> [Work to be completed] Write out each entry again. Keep every word exactly as it is.

[Excerpted records]

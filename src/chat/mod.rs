//! 实时聊天
//!
//! - [`ChatChannel`]: 单个会话的协议适配器（入站事件 → Store，用户动作 → 出站帧）
//! - [`ChatApp`]: 应用根，持有 Store / 传输层 / 当前通道，串起"用户意图 → Store → 适配器 → 传输"

mod app;
mod channel;

pub use app::ChatApp;
pub use channel::{ChannelOptions, ChatChannel, CONNECTION_LOST};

[/Excerpted records]

> [Answer to this task]
filename src/chat/mod.rs
//! 实时聊天
//!
//! - [`ChatChannel`]: 单个会话的协议适配器（入站事件 → Store，用户动作 → 出站帧）
//! - [`ChatApp`]: 应用根，持有 Store / 传输层 / 当前通道，串起"用户意图 → Store → 适配器 → 传输"

mod app;
mod channel;

pub use app::ChatApp;
pub use channel::{ChannelOptions, ChatChannel, CONNECTION_LOST};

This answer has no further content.